2011 FTC Robotics‎ > ‎Events‎ > ‎

Abbott Vascular Technology Expo

 
Antipodes was invited to represent FIRST at the 2011 Abbott Vascular Technology Expo in Santa Clara, CA.  The girls demonstrated their robot and maglev, and let Abbott engineers drive their robot, Rubi.  Many of the engineers rooted around in Rubi's innards, peppering the girls with questions.  Later the girls gave a presentation to hundreds of Abbott engineers, making the case that they would be ideal candidates to mentor other FLL, FTC or FRC teams.
 
The girls got to hear and meet keynote speaker Ray Kurzweil.  Dr.
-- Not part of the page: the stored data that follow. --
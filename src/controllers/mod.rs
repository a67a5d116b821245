pub mod draw_controller;

pub use draw_controller::{DrawController, RunSummary};
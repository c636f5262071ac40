/// An element resident in a buffer: either a payload or an End-of-Stream
/// marker.
///
/// A consumer keeps popping while it receives [`Slot::Item`] and stops at the
/// first [`Slot::EndOfStream`]. Each marker is delivered to exactly one
/// [`pop`](crate::Buffer::pop), so stopping `N` consumers takes `N` markers.
#[derive(Clone, Copy, Debug, PartialEq, Eq, Hash)]
pub enum Slot<T> {
    Item(T),
    EndOfStream,
}

impl<T> Slot<T> {
    pub fn is_item(&self) -> bool {
        matches!(self, Self::Item(_))
    }

    pub fn is_end_of_stream(&self) -> bool {
        matches!(self, Self::EndOfStream)
    }

    /// Returns the payload, or `None` for an End-of-Stream marker.
    pub fn into_item(self) -> Option<T> {
        match self {
            Self::Item(val) => Some(val),
            Self::EndOfStream => None,
        }
    }

    pub fn map<U>(self, f: impl FnOnce(T) -> U) -> Slot<U> {
        match self {
            Self::Item(val) => Slot::Item(f(val)),
            Self::EndOfStream => Slot::EndOfStream,
        }
    }
}

impl<T> From<T> for Slot<T> {
    fn from(val: T) -> Self {
        Self::Item(val)
    }
}

impl<T> From<Option<T>> for Slot<T> {
    fn from(val: Option<T>) -> Self {
        val.map_or(Self::EndOfStream, Self::Item)
    }
}

impl<T> From<Slot<T>> for Option<T> {
    fn from(slot: Slot<T>) -> Self {
        slot.into_item()
    }
}
use std::collections::VecDeque;
use std::fmt;
use std::sync::atomic::{AtomicUsize, Ordering};
use std::sync::{Condvar, Mutex};

use crate::wait::{Deadline, lock, wait_while};
use crate::{Buffer, Error, Result, Slot};

/// A bounded buffer guarded by a single mutex.
///
/// Producers wait on `not_full`, consumers on `not_empty`, and each side wakes
/// the other after mutating the queue.
pub struct BoundedBuffer<T> {
    queue: Mutex<VecDeque<Slot<T>>>,
    // Mirrors `queue.len()`, written under the lock so `size` can skip it.
    len: AtomicUsize,
    capacity: usize,
    not_full: Condvar,
    not_empty: Condvar,
}

impl<T> BoundedBuffer<T> {
    /// Creates an empty buffer holding at most `capacity` elements.
    ///
    /// Storage grows on demand, so any non-zero capacity is accepted.
    ///
    /// # Panics
    ///
    /// Panics if `capacity` is zero.
    pub fn new(capacity: usize) -> Self {
        assert!(capacity > 0, "buffer capacity must not be zero");
        Self {
            queue: Mutex::new(VecDeque::new()),
            len: AtomicUsize::new(0),
            capacity,
            not_full: Condvar::new(),
            not_empty: Condvar::new(),
        }
    }

    /// Like [`new`](Self::new), but reports a zero capacity as an error.
    pub fn try_new(capacity: usize) -> Result<Self> {
        if capacity == 0 {
            return Err(Error::ZeroCapacity);
        }
        Ok(Self::new(capacity))
    }
}

impl<T> Buffer<T> for BoundedBuffer<T> {
    fn capacity(&self) -> usize {
        self.capacity
    }

    fn size(&self) -> usize {
        self.len.load(Ordering::Relaxed)
    }

    fn push_slot(&self, slot: Slot<T>, deadline: Deadline) -> Result<(), Slot<T>> {
        let queue = lock(&self.queue);
        let Some(mut queue) = wait_while(&self.not_full, queue, deadline, "producer", |q| {
            q.len() >= self.capacity
        }) else {
            return Err(slot);
        };

        if slot.is_end_of_stream() {
            tracing::debug!(len = queue.len(), "enqueued end-of-stream");
        }
        queue.push_back(slot);
        self.len.store(queue.len(), Ordering::Relaxed);
        drop(queue);

        self.not_empty.notify_all();
        Ok(())
    }

    fn pop_slot(&self, deadline: Deadline) -> Option<Slot<T>> {
        let queue = lock(&self.queue);
        let mut queue = wait_while(&self.not_empty, queue, deadline, "consumer", |q| {
            q.is_empty()
        })?;

        let slot = queue.pop_front().expect("invalid buffer state");
        self.len.store(queue.len(), Ordering::Relaxed);
        drop(queue);

        if slot.is_end_of_stream() {
            tracing::debug!("dequeued end-of-stream");
        }
        self.not_full.notify_all();
        Some(slot)
    }
}

impl<T> fmt::Debug for BoundedBuffer<T> {
    fn fmt(&self, f: &mut fmt::Formatter<'_>) -> fmt::Result {
        f.debug_struct("BoundedBuffer")
            .field("capacity", &self.capacity)
            .field("size", &self.size())
            .finish_non_exhaustive()
    }
}

#[cfg(test)]
mod tests {
    use super::*;

    #[test]
    fn size_tracks_queue() {
        let buf = BoundedBuffer::new(3);
        buf.push('a');
        buf.push_end_of_stream();
        assert_eq!(buf.size(), 2);
        assert_eq!(buf.pop(), Slot::Item('a'));
        assert_eq!(buf.size(), 1);
        assert_eq!(buf.pop(), Slot::EndOfStream);
        assert_eq!(buf.size(), 0);
    }

    #[test]
    fn huge_capacity_allocates_lazily() {
        let buf = BoundedBuffer::try_new(usize::MAX).unwrap();
        assert_eq!(buf.capacity(), usize::MAX);
        buf.push(7u8);
        assert_eq!(buf.try_push(8), Ok(()));
        assert_eq!(buf.pop(), Slot::Item(7));
        assert_eq!(buf.pop(), Slot::Item(8));
    }

    #[test]
    fn debug_hides_contents() {
        let buf = BoundedBuffer::new(4);
        buf.push(1u8);
        assert_eq!(
            format!("{buf:?}"),
            "BoundedBuffer { capacity: 4, size: 1, .. }"
        );
    }
}
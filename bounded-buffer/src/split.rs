mod ring;

use std::fmt;
use std::sync::{Condvar, Mutex};

use self::ring::Ring;
use crate::wait::{Deadline, lock, wait_while};
use crate::{Buffer, Result, Slot};

/// A bounded buffer with separate producer and consumer locks.
///
/// Producers serialize on `push_lock` and consumers on `pop_lock`, so at most
/// one thread appends and at most one removes at any time. The two sides meet
/// in a single-producer single-consumer [`Ring`] and never hold each other's
/// lock while touching it.
///
/// A push briefly takes `pop_lock` before notifying `not_empty` (and a pop
/// takes `push_lock` before notifying `not_full`). A waiter checks its
/// condition and parks while holding its own lock, so the notification
/// cannot slip in between the two.
pub struct SplitBuffer<T> {
    ring: Ring<T>,
    push_lock: Mutex<()>,
    pop_lock: Mutex<()>,
    not_full: Condvar,
    not_empty: Condvar,
}

impl<T> SplitBuffer<T> {
    /// Creates an empty buffer holding at most `capacity` elements.
    ///
    /// # Panics
    ///
    /// Panics if `capacity` is zero or its slots cannot be allocated.
    pub fn new(capacity: usize) -> Self {
        Self::try_new(capacity).unwrap_or_else(|e| panic!("{e}"))
    }

    /// Like [`new`](Self::new), but reports a bad capacity as an error.
    ///
    /// All slots are allocated up front, so capacities the allocator cannot
    /// satisfy fail with [`Error::CapacityOverflow`](crate::Error::CapacityOverflow).
    pub fn try_new(capacity: usize) -> Result<Self> {
        Ok(Self {
            ring: Ring::new(capacity)?,
            push_lock: Mutex::new(()),
            pop_lock: Mutex::new(()),
            not_full: Condvar::new(),
            not_empty: Condvar::new(),
        })
    }
}

impl<T> Buffer<T> for SplitBuffer<T> {
    fn capacity(&self) -> usize {
        self.ring.capacity()
    }

    fn size(&self) -> usize {
        self.ring.len()
    }

    fn push_slot(&self, slot: Slot<T>, deadline: Deadline) -> Result<(), Slot<T>> {
        let guard = lock(&self.push_lock);
        let Some(guard) = wait_while(&self.not_full, guard, deadline, "producer", |_| {
            self.ring.is_full()
        }) else {
            return Err(slot);
        };

        if slot.is_end_of_stream() {
            tracing::debug!(len = self.ring.len(), "enqueued end-of-stream");
        }
        // SAFETY: `push_lock` is held, so this is the only enqueuing thread.
        let pushed = unsafe { self.ring.enqueue(slot) };
        assert!(pushed.is_ok(), "invalid buffer state");
        drop(guard);

        let _guard = lock(&self.pop_lock);
        self.not_empty.notify_all();
        Ok(())
    }

    fn pop_slot(&self, deadline: Deadline) -> Option<Slot<T>> {
        let guard = lock(&self.pop_lock);
        let guard = wait_while(&self.not_empty, guard, deadline, "consumer", |_| {
            self.ring.is_empty()
        })?;

        // SAFETY: `pop_lock` is held, so this is the only dequeuing thread.
        let slot = unsafe { self.ring.dequeue() }.expect("invalid buffer state");
        drop(guard);

        if slot.is_end_of_stream() {
            tracing::debug!("dequeued end-of-stream");
        }
        let _guard = lock(&self.push_lock);
        self.not_full.notify_all();
        Some(slot)
    }
}

impl<T> fmt::Debug for SplitBuffer<T> {
    fn fmt(&self, f: &mut fmt::Formatter<'_>) -> fmt::Result {
        f.debug_struct("SplitBuffer")
            .field("capacity", &self.capacity())
            .field("size", &self.size())
            .finish_non_exhaustive()
    }
}

#[cfg(test)]
mod tests {
    use super::*;
    use crate::Error;
    use std::time::Duration;

    // A producer refilling the ring must wake a consumer that parked on the
    // empty ring, even though they never share a lock while the ring changes.
    #[test]
    fn cross_notification_wakes_other_side() {
        let buf = SplitBuffer::new(1);
        std::thread::scope(|cx| {
            let consumer = cx.spawn(|| {
                (0..200)
                    .map(|_| buf.pop().into_item().expect("unexpected end-of-stream"))
                    .collect::<Vec<_>>()
            });
            for i in 0..200 {
                buf.push(i);
                if i % 50 == 0 {
                    std::thread::sleep(Duration::from_millis(1));
                }
            }
            assert_eq!(consumer.join().unwrap(), (0..200).collect::<Vec<_>>());
        });
        assert_eq!(buf.size(), 0);
    }

    #[test]
    fn oversized_capacity_rejected() {
        assert_eq!(
            SplitBuffer::<u8>::try_new(usize::MAX).err(),
            Some(Error::CapacityOverflow)
        );
        assert_eq!(
            SplitBuffer::<u64>::try_new(usize::MAX / 2).err(),
            Some(Error::CapacityOverflow)
        );
    }

    #[test]
    #[should_panic(expected = "too large to allocate")]
    fn oversized_capacity_panics() {
        _ = SplitBuffer::<u8>::new(usize::MAX);
    }
}
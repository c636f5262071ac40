//! Fixed-capacity blocking FIFO buffers shared by any number of producer and
//! consumer threads.
//!
//! Producers block while the buffer is full and consumers block while it is
//! empty. Besides payloads, a buffer carries in-band End-of-Stream markers
//! (see [`Slot`]): each marker stops exactly one consumer, so the caller
//! enqueues one marker per consumer it wants to stop.
//!
//! Two implementations of [`Buffer`] are provided:
//!
//! * [`BoundedBuffer`] guards its sequence with one mutex and two condition
//!   variables. Prefer this one.
//! * [`SplitBuffer`] serializes producers and consumers on separate locks with
//!   a lock-free ring in between, trading simplicity for less contention
//!   between the two sides.
//!
//! ```
//! use bounded_buffer::{BoundedBuffer, Buffer, Slot};
//!
//! let buf = BoundedBuffer::new(2);
//! std::thread::scope(|cx| {
//!     let consumer = cx.spawn(|| {
//!         let mut sum = 0;
//!         while let Slot::Item(i) = buf.pop() {
//!             sum += i;
//!         }
//!         sum
//!     });
//!     for i in 1..=10 {
//!         buf.push(i);
//!     }
//!     buf.push_end_of_stream();
//!     assert_eq!(consumer.join().unwrap(), 55);
//! });
//! ```
//!
//! # Caller discipline
//!
//! The buffer cannot tell who a marker is meant for. Pushing payloads after
//! every consumer has stopped strands them, and a consumer that keeps popping
//! after its own marker may swallow a payload or marker meant for someone
//! else. Both are bookkeeping errors on the caller's side.

mod error;
mod monitor;
mod slot;
mod split;
mod wait;


use std::time::Duration;

pub use self::error::{Error, PopError, PushError, Result};
pub use self::monitor::BoundedBuffer;
pub use self::slot::Slot;
pub use self::split::SplitBuffer;
pub use self::wait::Deadline;

/// A bounded, blocking, thread-safe FIFO of [`Slot`]s.
///
/// Implementors provide [`push_slot`](Self::push_slot) and
/// [`pop_slot`](Self::pop_slot); every other operation is derived from them.
pub trait Buffer<T> {
    /// Maximum number of resident elements, End-of-Stream markers included.
    fn capacity(&self) -> usize;

    /// Current occupancy.
    ///
    /// This is a snapshot taken without the exclusion lock. It may already be
    /// stale when it returns and must only be used for diagnostics.
    fn size(&self) -> usize;

    /// Appends `slot` once the buffer has room, or hands it back if `deadline`
    /// passes first. Wakes every parked consumer on success.
    fn push_slot(&self, slot: Slot<T>, deadline: Deadline) -> Result<(), Slot<T>>;

    /// Removes the head once the buffer is non-empty, or returns `None` if
    /// `deadline` passes first. Wakes every parked producer on success.
    fn pop_slot(&self, deadline: Deadline) -> Option<Slot<T>>;

    /// Appends a payload, blocking while the buffer is full.
    fn push(&self, val: T) {
        let pushed = self.push_slot(Slot::Item(val), Deadline::Never);
        assert!(pushed.is_ok(), "invalid buffer state");
    }

    /// Appends an End-of-Stream marker, blocking while the buffer is full.
    fn push_end_of_stream(&self) {
        let pushed = self.push_slot(Slot::EndOfStream, Deadline::Never);
        assert!(pushed.is_ok(), "invalid buffer state");
    }

    /// Removes the head, blocking while the buffer is empty.
    fn pop(&self) -> Slot<T> {
        self.pop_slot(Deadline::Never)
            .expect("invalid buffer state")
    }

    fn try_push(&self, val: T) -> Result<(), PushError<T>> {
        self.push_slot(Slot::Item(val), Deadline::Immediate)
            .map_err(|slot| PushError::Full(into_payload(slot)))
    }

    fn try_push_end_of_stream(&self) -> Result<(), PushError<()>> {
        self.push_slot(Slot::EndOfStream, Deadline::Immediate)
            .map_err(|_| PushError::Full(()))
    }

    fn try_pop(&self) -> Result<Slot<T>, PopError> {
        self.pop_slot(Deadline::Immediate).ok_or(PopError::Empty)
    }

    /// Like [`push`](Self::push), but gives up after `timeout`.
    fn push_timeout(&self, val: T, timeout: Duration) -> Result<(), PushError<T>> {
        self.push_slot(Slot::Item(val), Deadline::after(timeout))
            .map_err(|slot| PushError::Timeout(into_payload(slot)))
    }

    fn push_end_of_stream_timeout(&self, timeout: Duration) -> Result<(), PushError<()>> {
        self.push_slot(Slot::EndOfStream, Deadline::after(timeout))
            .map_err(|_| PushError::Timeout(()))
    }

    /// Like [`pop`](Self::pop), but gives up after `timeout`.
    fn pop_timeout(&self, timeout: Duration) -> Result<Slot<T>, PopError> {
        self.pop_slot(Deadline::after(timeout))
            .ok_or(PopError::Timeout)
    }
}

// A rejected push hands back exactly the slot it was given.
fn into_payload<T>(slot: Slot<T>) -> T {
    slot.into_item().expect("invalid buffer state")
}
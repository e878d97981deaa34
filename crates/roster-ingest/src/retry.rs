//! Retry cycling over pool generations
//!
//! The cycler runs one pool generation over the full source list, then keeps starting
//! fresh generations seeded with only the sources whose latest outcome is a retryable
//! failure. Generations never overlap. Outcomes accumulate in one collector for the
//! whole run, so each source ends up represented by its latest attempt.

use roster_common::Locator;
use serde::Serialize;
use std::collections::HashSet;
use std::sync::Arc;
use std::time::{Duration, Instant};
use tokio_util::sync::CancellationToken;
use tracing::{info, warn};

use crate::collector::ResultCollector;
use crate::fetch::Fetcher;
use crate::outcome::{millis, Outcome};
use crate::pool::run_pool;

/// Bounds on the retry loop.
///
/// The default is unbounded: cycling stops only when no retryable source remains, so
/// a source that fails retryably forever keeps the loop alive.
#[derive(Debug, Clone, Copy, Default, PartialEq, Eq)]
pub struct RetryPolicy {
    /// Maximum number of pool generations, including the first
    pub max_cycles: Option<u32>,
    /// Wall-clock budget for the whole run; in-flight fetches are abandoned when it expires
    pub deadline: Option<Duration>,
}

impl RetryPolicy {
    pub fn unbounded() -> Self {
        Self::default()
    }

    pub fn with_max_cycles(mut self, max_cycles: u32) -> Self {
        self.max_cycles = Some(max_cycles);
        self
    }

    pub fn with_deadline(mut self, deadline: Duration) -> Self {
        self.deadline = Some(deadline);
        self
    }
}

/// Why the retry loop stopped
#[derive(Debug, Clone, Copy, PartialEq, Eq, Serialize)]
#[serde(rename_all = "snake_case")]
pub enum Termination {
    /// No retryable sources remained
    Drained,
    /// `max_cycles` generations ran and retryable sources remained
    CycleLimit,
    /// The deadline expired or the caller cancelled the run
    Cancelled,
}

/// Final partition of a multi-cycle fetch
#[derive(Debug, Clone)]
pub struct FetchReport {
    pub succeeded: Vec<Outcome>,
    /// Failed with a non-retryable error; never retried
    pub fatal: Vec<Outcome>,
    /// Still retryable when the loop stopped on a cycle limit or cancellation
    pub exhausted: Vec<Outcome>,
    /// Never produced an outcome because the run was cancelled first
    pub unattempted: Vec<Locator>,
    pub cycles: u32,
    pub elapsed: Duration,
    pub termination: Termination,
}

impl FetchReport {
    /// Every stored outcome, one per source
    pub fn outcomes(&self) -> impl Iterator<Item = &Outcome> {
        self.succeeded
            .iter()
            .chain(self.fatal.iter())
            .chain(self.exhausted.iter())
    }
}

#[derive(Default)]
struct Partition {
    succeeded: Vec<Outcome>,
    retryable: Vec<Outcome>,
    fatal: Vec<Outcome>,
}

impl Partition {
    fn of(mut outcomes: Vec<Outcome>) -> Self {
        outcomes.sort_by(|a, b| a.source.cmp(&b.source));

        let mut partition = Self::default();
        for outcome in outcomes {
            if outcome.is_success() {
                partition.succeeded.push(outcome);
            } else if outcome.is_retryable() {
                partition.retryable.push(outcome);
            } else {
                partition.fatal.push(outcome);
            }
        }
        partition
    }

    fn retryable_sources(&self) -> Vec<Locator> {
        self.retryable.iter().map(|o| o.source.clone()).collect()
    }
}

/// Drives pool generations until no retryable work is left
pub struct RetryCycler {
    fetcher: Arc<dyn Fetcher>,
    pool_size: usize,
    policy: RetryPolicy,
    cancel: CancellationToken,
}

impl RetryCycler {
    pub fn new(fetcher: Arc<dyn Fetcher>, pool_size: usize) -> Self {
        Self {
            fetcher,
            pool_size,
            policy: RetryPolicy::default(),
            cancel: CancellationToken::new(),
        }
    }

    pub fn with_policy(mut self, policy: RetryPolicy) -> Self {
        self.policy = policy;
        self
    }

    /// Stop the run early when `cancel` fires
    pub fn with_cancellation(mut self, cancel: CancellationToken) -> Self {
        self.cancel = cancel;
        self
    }

    /// Fetch every source, retrying retryable failures according to the policy
    pub async fn run(&self, locators: &[Locator]) -> FetchReport {
        let started = Instant::now();
        let collector = ResultCollector::new();

        let cancel = self.cancel.child_token();
        let deadline_timer = self.policy.deadline.map(|deadline| {
            let cancel = cancel.clone();
            tokio::spawn(async move {
                tokio::time::sleep(deadline).await;
                warn!(deadline_ms = millis(deadline), "Fetch deadline expired");
                cancel.cancel();
            })
        });

        let mut remaining = locators.to_vec();
        let mut cycles = 0u32;

        let (termination, partition) = loop {
            if cancel.is_cancelled() {
                break (Termination::Cancelled, Partition::of(collector.snapshot().await));
            }

            cycles += 1;
            info!(
                cycle = cycles,
                sources = remaining.len(),
                pool_size = self.pool_size,
                "Starting pool generation"
            );

            run_pool(&remaining, self.fetcher.clone(), self.pool_size, &collector, &cancel).await;

            let partition = Partition::of(collector.snapshot().await);
            remaining = partition.retryable_sources();

            if cancel.is_cancelled() {
                break (Termination::Cancelled, partition);
            }
            if remaining.is_empty() {
                break (Termination::Drained, partition);
            }
            if self.policy.max_cycles.is_some_and(|max| cycles >= max) {
                break (Termination::CycleLimit, partition);
            }

            info!(
                cycle = cycles,
                remaining = remaining.len(),
                "Retryable sources left - cycling again"
            );
        };

        if let Some(timer) = deadline_timer {
            timer.abort();
        }

        let attempted: HashSet<&Locator> = partition
            .succeeded
            .iter()
            .chain(&partition.retryable)
            .chain(&partition.fatal)
            .map(|o| &o.source)
            .collect();
        let mut seen = HashSet::new();
        let unattempted: Vec<Locator> = locators
            .iter()
            .filter(|l| !attempted.contains(l) && seen.insert(*l))
            .cloned()
            .collect();

        for outcome in &partition.fatal {
            if let Some(err) = outcome.error() {
                warn!(source = %outcome.source, error = %err, "Skipping source");
            }
        }
        for outcome in &partition.retryable {
            warn!(source = %outcome.source, ?termination, "Giving up on retryable source");
        }
        for source in &unattempted {
            warn!(source = %source, "Source was never attempted");
        }

        FetchReport {
            succeeded: partition.succeeded,
            fatal: partition.fatal,
            exhausted: partition.retryable,
            unattempted,
            cycles,
            elapsed: started.elapsed(),
            termination,
        }
    }
}

/// Fetch every source with an unbounded retry loop
pub async fn fetch(locators: &[Locator], fetcher: Arc<dyn Fetcher>, pool_size: usize) -> FetchReport {
    RetryCycler::new(fetcher, pool_size).run(locators).await
}
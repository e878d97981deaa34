//! Roster Common Library
#![deny(clippy::unwrap_used, clippy::expect_used)]
//!
//! Shared types, logging setup, and error handling for the Roster workspace.
//!
//! # Overview
//!
//! - **Error Handling**: [`RosterError`] and the [`Result`] alias used by setup code
//! - **Logging**: `tracing` subscriber configuration shared by every binary
//! - **Types**: [`Locator`], the identity of one CSV data source
//!
//! # Example
//!
//! ```no_run
//! use roster_common::{Locator, Result};
//!
//! fn remote() -> Result<Locator> {
//!     Locator::parse("http://example.com/users.csv")
//! }
//! ```

pub mod error;
pub mod logging;
pub mod types;

// Re-export commonly used types
pub use error::{Result, RosterError};
pub use types::Locator;
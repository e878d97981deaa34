//! Roster Ingest - concurrent CSV roster loader

use anyhow::{Context, Result};
use clap::Parser;
use roster_common::logging::{init_logging, LogConfig, LogLevel};
use roster_ingest::config::{cycles_limit, IngestConfig, OutputFormat};
use roster_ingest::pipeline;
use std::path::PathBuf;
use std::time::Duration;
use tokio_util::sync::CancellationToken;
use tracing::{info, warn};

#[derive(Parser, Debug)]
#[command(name = "roster-ingest")]
#[command(author, version, about = "Load CSV user rosters concurrently and summarize ages")]
struct Cli {
    /// Newline-delimited index of sources
    #[arg(short, long, env = "ROSTER_INDEX")]
    index: Option<PathBuf>,

    /// Directory that relative index entries resolve against
    #[arg(short, long, env = "ROSTER_DATA_ROOT")]
    data_root: Option<PathBuf>,

    /// Concurrent workers per pool generation
    #[arg(short, long, env = "ROSTER_POOL_SIZE")]
    pool_size: Option<usize>,

    /// Maximum pool generations, 0 for unbounded
    #[arg(long, env = "ROSTER_MAX_CYCLES")]
    max_cycles: Option<u32>,

    /// Wall-clock budget for fetching, in seconds
    #[arg(long, env = "ROSTER_DEADLINE_SECS")]
    deadline_secs: Option<u64>,

    /// Per-request HTTP timeout, in seconds
    #[arg(long, env = "ROSTER_HTTP_TIMEOUT_SECS")]
    http_timeout_secs: Option<u64>,

    /// Report format
    #[arg(short, long, value_enum, env = "ROSTER_OUTPUT")]
    output: Option<OutputFormat>,

    /// Verbose output
    #[arg(short, long)]
    verbose: bool,
}

impl Cli {
    fn apply(self, mut config: IngestConfig) -> IngestConfig {
        if let Some(index) = self.index {
            config.index_file = index;
        }
        if let Some(root) = self.data_root {
            config.data_root = root;
        }
        if let Some(size) = self.pool_size {
            config.pool_size = size;
        }
        if let Some(cycles) = self.max_cycles {
            config.max_cycles = cycles_limit(cycles);
        }
        if let Some(secs) = self.deadline_secs {
            config.deadline = Some(Duration::from_secs(secs));
        }
        if let Some(secs) = self.http_timeout_secs {
            config.http_timeout = Duration::from_secs(secs);
        }
        if let Some(output) = self.output {
            config.output = output;
        }
        config
    }
}

#[tokio::main]
async fn main() -> Result<()> {
    dotenvy::dotenv().ok();
    let cli = Cli::parse();

    let log_level = if cli.verbose {
        LogLevel::Debug
    } else {
        LogLevel::Info
    };

    let log_config = LogConfig::builder()
        .level(log_level)
        .log_file_prefix("roster-ingest")
        .filter_directives("hyper=warn,reqwest=warn")
        .build()
        .merge_env()?;

    let _log_guard = init_logging(&log_config)?;

    let config = cli.apply(IngestConfig::from_env().context("Invalid configuration")?);
    config.validate().context("Invalid configuration")?;

    let cancel = CancellationToken::new();
    tokio::spawn({
        let cancel = cancel.clone();
        async move {
            if tokio::signal::ctrl_c().await.is_ok() {
                warn!("Interrupt received, abandoning remaining sources");
                cancel.cancel();
            }
        }
    });

    info!(
        index = %config.index_file.display(),
        pool_size = config.pool_size,
        max_cycles = ?config.max_cycles,
        "Starting ingest"
    );

    let report = pipeline::run(&config, cancel).await?;
    report.log();

    if config.output == OutputFormat::Json {
        let json = serde_json::to_string_pretty(&report).context("Failed to serialize report")?;
        println!("{}", json);
    }

    info!("Ingest complete");
    Ok(())
}
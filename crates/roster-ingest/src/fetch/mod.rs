//! Source fetchers
//!
//! A fetcher turns one [`Locator`] into a parsed [`RecordBatch`] or a classified
//! [`FetchError`]. The worker pool only sees the [`Fetcher`] trait; the concrete
//! transport is picked per locator scheme by [`SchemeFetcher`].

pub mod file;
pub mod http;

use async_trait::async_trait;
use roster_common::types::{FILE_SCHEME, HTTPS_SCHEME, HTTP_SCHEME};
use roster_common::Locator;
use std::time::Duration;

use crate::error::FetchError;
use crate::parser::RecordBatch;

pub use file::FileFetcher;
pub use http::HttpFetcher;

/// Retrieves and parses one source
#[async_trait]
pub trait Fetcher: Send + Sync {
    /// Fetch the source behind `locator`.
    ///
    /// Implementations must not panic on bad input: every failure is returned as a
    /// [`FetchError`] so the caller can decide whether to retry.
    async fn fetch(&self, locator: &Locator) -> Result<RecordBatch, FetchError>;
}

/// Dispatches to the file or HTTP fetcher based on the locator scheme
pub struct SchemeFetcher {
    file: FileFetcher,
    http: HttpFetcher,
}

impl SchemeFetcher {
    pub fn new(file: FileFetcher, http: HttpFetcher) -> Self {
        Self { file, http }
    }

    /// Build both transports, the HTTP client using `http_timeout` per request
    pub fn with_timeout(http_timeout: Duration) -> Result<Self, FetchError> {
        Ok(Self::new(FileFetcher, HttpFetcher::with_timeout(http_timeout)?))
    }
}

#[async_trait]
impl Fetcher for SchemeFetcher {
    async fn fetch(&self, locator: &Locator) -> Result<RecordBatch, FetchError> {
        match locator.scheme() {
            FILE_SCHEME => self.file.fetch(locator).await,
            HTTP_SCHEME | HTTPS_SCHEME => self.http.fetch(locator).await,
            other => Err(FetchError::UnknownScheme(other.to_string())),
        }
    }
}

#[cfg(test)]
#[allow(clippy::unwrap_used, clippy::expect_used)]
mod tests {
    use super::*;

    #[tokio::test]
    async fn test_unknown_scheme_is_fatal() {
        let fetcher = SchemeFetcher::with_timeout(Duration::from_secs(1)).unwrap();
        let locator = Locator::parse("ftp://example.com/users.csv").unwrap();

        let err = fetcher.fetch(&locator).await.unwrap_err();

        assert_eq!(err, FetchError::UnknownScheme("ftp".into()));
        assert!(!err.is_retryable());
    }

    #[tokio::test]
    async fn test_file_scheme_dispatches_to_file_fetcher() {
        let dir = tempfile::tempdir().unwrap();
        let path = dir.path().join("users.csv");
        std::fs::write(&path, "fname, lname, age\nAda,Lovelace,36\n").unwrap();

        let fetcher = SchemeFetcher::with_timeout(Duration::from_secs(1)).unwrap();
        let batch = fetcher
            .fetch(&Locator::from_file_path(&path).unwrap())
            .await
            .unwrap();

        assert_eq!(batch.users.len(), 1);
    }
}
Kurzweil spoke on the numerous aspects of human progress that have been following an exponential growth curve; Moore's Law being the most famous.  However, Moore's Law is only one phase in a continuum of exponential growth in the field of computer information.  Likewise, many fields swap paradigms as the returns from preceding approaches begin to diminish.  This applies pressure to research fundamentally different approaches.  Regardless of paradigm shifts, recessions, booms, wars, etc. historical data shows that the pace of exponential growth remains remarkably stable.  Dr. Kurzweil explained that our early ancesters were hardwired to perceive their surroundings with a linear filter, and that that same hardwiring is why we have a difficult time recognizing exponential growth around us.  That is why many things seem to explode onto the scene, like the Internet, when actually the measure of interconnectiveness (in the case of the Internet) has grown remarkably steadily, in exponential terms.  Dr. Kurzweil is also a big fan of FIRST, and met briefly with the girls.